Peer executives evaluating similar initiatives can reference the Morgan Stanley adoption figure and the documented expansion of query capacity as measurable benchmarks for internal AI performance.

  1. High adoption rates signal internal trust in proprietary systems over public alternatives.
  2. Query capacity increased from 7,000 to coverage of any question within 100,000 documents.
  3. Banking platforms such as BNY Eliza now run 125 concurrent use cases.
  4. Consulting tools such as McKinsey Lilli deliver up to 30 percent time savings in knowledge tasks.
  5. Retail and pharmaceutical examples confirm cross-sector applicability of internal copilots.

Expert Reactions

Firmwide AI leadership at Morgan Stanley has described the technology as equalizing access to organizational expertise.

This technology makes you as smart as the smartest person in the organization. Each client is different, and AI helps us cater to each client’s unique needs.Jeff McMillan, Head of Firmwide AI at Morgan Stanley

Product and architecture strategy leaders have quantified the increase in document coverage achieved by the internal system.

We went from being able to answer 7,000 questions to a place where we can now effectively answer any question from a corpus of 100,000 documents.David Wu, Head of Firmwide AI Product & Architecture Strategy at Morgan Stanley

Moderna CEO Stéphane Bancel has expressed a parallel view on redesigning business processes around AI across legal, research, manufacturing and commercial functions.

What's Next

Financial services firms continue to expand internal AI capabilities by adding data sources and refining agent-building features observed at BNY.

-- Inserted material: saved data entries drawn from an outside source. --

//! Provider registry and the completion capability it dispatches to.
//!
//! - [`ProviderId`]: the closed set of provider names the gateway accepts
//! - [`ProviderRegistry`]: immutable map from every [`ProviderId`] to a backend
//! - [`ChatCompletion`]: blocking and incremental completion interface
//! - [`http`]: backend speaking the aggregator's OpenAI-compatible HTTP API

pub mod http;

use std::fmt;
use std::pin::Pin;
use std::sync::Arc;

use async_trait::async_trait;
use futures::Stream;
use serde::{Deserialize, Serialize};

use crate::error::CompletionError;
use crate::request::{ChatMessage, GenerationRequest, Model};

/// Providers known to the upstream aggregator.
#[derive(Debug, Clone, Copy, PartialEq, Eq, Hash, Default, Serialize, Deserialize)]
pub enum ProviderId {
    #[default]
    #[serde(rename = "ChatGLM")]
    ChatGlm,
    #[serde(rename = "Free2GPT")]
    Free2Gpt,
    #[serde(rename = "GizAI")]
    GizAi,
    #[serde(rename = "Goabror")]
    Goabror,
    #[serde(rename = "ImageLabs")]
    ImageLabs,
    #[serde(rename = "MetaAI")]
    MetaAi,
    #[serde(rename = "PollinationsAI")]
    PollinationsAi,
    #[serde(rename = "PollinationsImage")]
    PollinationsImage,
    #[serde(rename = "Qwen_QVQ_72B")]
    QwenQvq72b,
    #[serde(rename = "Qwen_Qwen_2_5")]
    QwenQwen25,
    #[serde(rename = "Qwen_Qwen_2_5M")]
    QwenQwen25m,
    #[serde(rename = "Qwen_Qwen_2_5_Max")]
    QwenQwen25Max,
    #[serde(rename = "Qwen_Qwen_2_72B")]
    QwenQwen272b,
    #[serde(rename = "Voodoohop_Flux1Schnell")]
    VoodoohopFlux1Schnell,
    #[serde(rename = "Websim")]
    Websim,
    #[serde(rename = "Yqcloud")]
    Yqcloud,
    /// The aggregator's generic provider entry.
    #[serde(rename = "provider")]
    Generic,
}

impl ProviderId {
    pub const COUNT: usize = 17;

    pub const ALL: [ProviderId; Self::COUNT] = [
        ProviderId::ChatGlm,
        ProviderId::Free2Gpt,
        ProviderId::GizAi,
        ProviderId::Goabror,
        ProviderId::ImageLabs,
        ProviderId::MetaAi,
        ProviderId::PollinationsAi,
        ProviderId::PollinationsImage,
        ProviderId::QwenQvq72b,
        ProviderId::QwenQwen25,
        ProviderId::QwenQwen25m,
        ProviderId::QwenQwen25Max,
        ProviderId::QwenQwen272b,
        ProviderId::VoodoohopFlux1Schnell,
        ProviderId::Websim,
        ProviderId::Yqcloud,
        ProviderId::Generic,
    ];

    /// Name as understood by the aggregator and echoed to clients.
    pub fn as_str(&self) -> &'static str {
        match self {
            ProviderId::ChatGlm => "ChatGLM",
            ProviderId::Free2Gpt => "Free2GPT",
            ProviderId::GizAi => "GizAI",
            ProviderId::Goabror => "Goabror",
            ProviderId::ImageLabs => "ImageLabs",
            ProviderId::MetaAi => "MetaAI",
            ProviderId::PollinationsAi => "PollinationsAI",
            ProviderId::PollinationsImage => "PollinationsImage",
            ProviderId::QwenQvq72b => "Qwen_QVQ_72B",
            ProviderId::QwenQwen25 => "Qwen_Qwen_2_5",
            ProviderId::QwenQwen25m => "Qwen_Qwen_2_5M",
            ProviderId::QwenQwen25Max => "Qwen_Qwen_2_5_Max",
            ProviderId::QwenQwen272b => "Qwen_Qwen_2_72B",
            ProviderId::VoodoohopFlux1Schnell => "Voodoohop_Flux1Schnell",
            ProviderId::Websim => "Websim",
            ProviderId::Yqcloud => "Yqcloud",
            ProviderId::Generic => "provider",
        }
    }

    /// Exact-match lookup by name.
    pub fn from_name(name: &str) -> Option<Self> {
        Self::ALL.into_iter().find(|p| p.as_str() == name)
    }

    fn index(&self) -> usize {
        *self as usize
    }
}

impl fmt::Display for ProviderId {
    fn fmt(&self, f: &mut fmt::Formatter<'_>) -> fmt::Result {
        f.write_str(self.as_str())
    }
}

/// Input to a completion backend.
#[derive(Debug, Clone, PartialEq, Eq)]
pub struct CompletionRequest {
    pub provider: ProviderId,
    pub model: Model,
    pub messages: Vec<ChatMessage>,
}

/// Incremental completion output. Finite and not restartable.
pub type ChunkStream = Pin<Box<dyn Stream<Item = Result<String, CompletionError>> + Send>>;

/// The external completion capability.
#[async_trait]
pub trait ChatCompletion: Send + Sync {
    /// Run a completion to the end and return the full text.
    async fn create(&self, request: &CompletionRequest) -> Result<String, CompletionError>;

    /// Start an incremental completion.
    async fn create_stream(
        &self,
        request: &CompletionRequest,
    ) -> Result<ChunkStream, CompletionError>;
}

/// A provider bound to the backend that serves it.
#[derive(Clone)]
pub struct ProviderHandle {
    pub id: ProviderId,
    backend: Arc<dyn ChatCompletion>,
}

impl ProviderHandle {
    fn completion_request(&self, request: &GenerationRequest) -> CompletionRequest {
        CompletionRequest {
            provider: self.id,
            model: request.model,
            messages: request.messages(),
        }
    }

    pub async fn generate(&self, request: &GenerationRequest) -> Result<String, CompletionError> {
        self.backend.create(&self.completion_request(request)).await
    }

    pub async fn generate_stream(
        &self,
        request: &GenerationRequest,
    ) -> Result<ChunkStream, CompletionError> {
        self.backend
            .create_stream(&self.completion_request(request))
            .await
    }
}

/// Immutable provider table. Every [`ProviderId`] always resolves.
pub struct ProviderRegistry {
    backends: [Arc<dyn ChatCompletion>; ProviderId::COUNT],
}

impl ProviderRegistry {
    /// Serve every provider through one backend.
    pub fn new(backend: Arc<dyn ChatCompletion>) -> Self {
        Self {
            backends: std::array::from_fn(|_| Arc::clone(&backend)),
        }
    }

    /// Replace the backend for a single provider.
    pub fn with_backend(mut self, id: ProviderId, backend: Arc<dyn ChatCompletion>) -> Self {
        self.backends[id.index()] = backend;
        self
    }

    pub fn resolve(&self, id: ProviderId) -> ProviderHandle {
        ProviderHandle {
            id,
            backend: Arc::clone(&self.backends[id.index()]),
        }
    }

    pub fn len(&self) -> usize {
        self.backends.len()
    }

    pub fn is_empty(&self) -> bool {
        self.backends.is_empty()
    }
}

Executives at comparable organizations may adopt the documented metrics from Morgan Stanley and McKinsey as reference points when planning their own proprietary deployments.

The pattern of high adoption and expanded query capacity is expected to influence investment decisions across the sector as more companies replicate the internal model.

Ongoing monitoring of live use cases at platforms such as Eliza will provide further data on scalability of employee-driven agent development.

Frequently asked

What adoption rate has Morgan Stanley achieved with its internal AI assistant?

Over 98 percent of advisor teams actively use the AI @ Morgan Stanley Assistant.

How many documents can the Morgan Stanley AI system now address?

The system covers any question from a corpus of 100,000 documents, an increase from the prior limit of 7,000 questions.

Which other large firms have reported internal AI adoption statistics?

McKinsey reports 72 percent workforce activity on Lilli with over 500,000 monthly prompts, while BNY reports 20,000 employees building agents on Eliza.